Description of the task -> Every entry must be echoed exactly.

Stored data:
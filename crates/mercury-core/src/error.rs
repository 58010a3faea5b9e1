//! Engine error types
//!
//! Each subsystem has its own error enum; `MercuryError` unifies them for
//! callers that drive the whole engine.

use thiserror::Error;

/// Result type alias for engine-level operations
pub type Result<T> = std::result::Result<T, MercuryError>;

/// Errors raised by the session registry
#[derive(Error, Debug, Clone, PartialEq, Eq)]
pub enum MonitorError {
    #[error("Operation name must not be empty")]
    EmptyOperationName,
}

/// Errors raised by the test context store
#[derive(Error, Debug, Clone, PartialEq, Eq)]
pub enum ContextError {
    #[error("Context pool exhausted ({0} live contexts)")]
    PoolExhausted(usize),

    #[error("Unknown or released context handle: {0:#x}")]
    InvalidHandle(u64),
}

/// Unified error type for the engine
#[derive(Error, Debug)]
pub enum MercuryError {
    #[error(transparent)]
    Monitor(#[from] MonitorError),

    #[error(transparent)]
    Context(#[from] ContextError),

    #[error(transparent)]
    History(#[from] crate::history::HistoryError),

    #[error(transparent)]
    Config(#[from] crate::config_file::ConfigError),

    #[error("Invalid configuration: {0}")]
    InvalidConfig(String),
}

Output for this exercise ->
filename crates/mercury-core/src/error.rs
repository 58010a3faea5b9e1
//! Engine error types
//!
//! Each subsystem has its own error enum; `MercuryError` unifies them for
//! callers that drive the whole engine.

use thiserror::Error;

/// Result type alias for engine-level operations
pub type Result<T> = std::result::Result<T, MercuryError>;

/// Errors raised by the session registry
#[derive(Error, Debug, Clone, PartialEq, Eq)]
pub enum MonitorError {
    #[error("Operation name must not be empty")]
    EmptyOperationName,
}

/// Errors raised by the test context store
#[derive(Error, Debug, Clone, PartialEq, Eq)]
pub enum ContextError {
    #[error("Context pool exhausted ({0} live contexts)")]
    PoolExhausted(usize),

    #[error("Unknown or released context handle: {0:#x}")]
    InvalidHandle(u64),
}

/// Unified error type for the engine
#[derive(Error, Debug)]
pub enum MercuryError {
    #[error(transparent)]
    Monitor(#[from] MonitorError),

    #[error(transparent)]
    Context(#[from] ContextError),

    #[error(transparent)]
    History(#[from] crate::history::HistoryError),

    #[error(transparent)]
    Config(#[from] crate::config_file::ConfigError),

    #[error("Invalid configuration: {0}")]
    InvalidConfig(String),
}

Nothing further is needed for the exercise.